DENVER — The general guidelines for colorectal cancer screenings have long called for regular check-ups beginning at age 50, but as colorectal cancer rates rise among young people, health experts are now urging Americans to begin regular screenings at age 45.

“Moving the start of screening back to age 45 for the average risk population is a considerable change,” says study co-author Andrea Dwyer, director of the Colorado Colorectal Screening Program at the University of Colorado Cancer Center. “If everyone followed screening recommendations based on risk, we could cut colorectal cancer mortality by at least a half, with some estimates suggesting mortality would be cut up to 70 percent.”

Each year, 140,000 Americans are diagnosed with colorectal cancer and 50,000 Americans die from it.

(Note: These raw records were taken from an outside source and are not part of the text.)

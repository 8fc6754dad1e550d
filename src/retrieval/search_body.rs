use serde_json::{Map, Value, json};

use crate::config::QuerySettings;

/// Build the search body for one page.
///
/// `from` is left out entirely at offset 0; the backend treats a missing
/// `from` and `from: 0` the same way.
pub fn build_search_body(query: &QuerySettings, offset: u64) -> Value {
    let mut match_clause = Map::new();
    match_clause.insert(query.match_field.clone(), json!(query.keyword));

    let mut sort_clause = Map::new();
    sort_clause.insert(query.sort_field.clone(), json!({ "order": "asc" }));

    let mut body = Map::new();
    if offset > 0 {
        body.insert("from".to_string(), json!(offset));
    }
    body.insert("size".to_string(), json!(query.page_size));
    body.insert("query".to_string(), json!({ "match": match_clause }));
    body.insert("fields".to_string(), json!([query.log_field]));
    body.insert("sort".to_string(), json!([sort_clause]));
    body.insert("_source".to_string(), json!(false));

    log::debug!(
        "Search body: {}",
        serde_json::to_string(&body).unwrap_or_default()
    );
    Value::Object(body)
}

To determine the new screening age, Dwyer and her team used a mathematical model called MISCAN. The researchers compared the benefits — or the instances that cancer is detected via colonoscopy — with the burden of going through a colonoscopy. They wanted to find an optimal age that would produce the highest percentage of cancer detection per colonoscopy.

“Think of it this way,” Dwyer says, “if screening started at age 20, you’d have maximum benefit but also a huge burden. It would be inefficient – we would find very few cases of cancer per colonoscopy. On the other hand, if screening started at age 60, you’d have minimal burden but also minimal benefit – we would be missing some cancers and finding others too late. The goal of screening guidelines is to find that sweet spot where there is the most benefit with the least burden.”

Their guidelines now recommend regular colonoscopies every ten years between the ages of 45 and 75. Meanwhile, researchers hope to pinpoint why so many more younger people are being diagnosed with colorectal cancer than in generations past.

“We used to think that young colorectal cancer was genetically different than the disease found in older patients. But now we’re finding this might not always be the case. It’s showing up younger and no one knows why,” Dwyer says. “Researchers have explored the usual things – obesity, tobacco, alcohol – but none of those fully explain the increase. Now people are examining anything they can think of that could influence this early risk – sugar, tap water, lifestyle, even the microbiome. I think there’s something very different for a 65-year-old who gets it versus a 25-year-old who gets it, but right now we just don’t know what that thing is.”

The answer could one day lead to major strides in the fight against the disease.

The full study was published May 30, 2018 in the journal Cancer.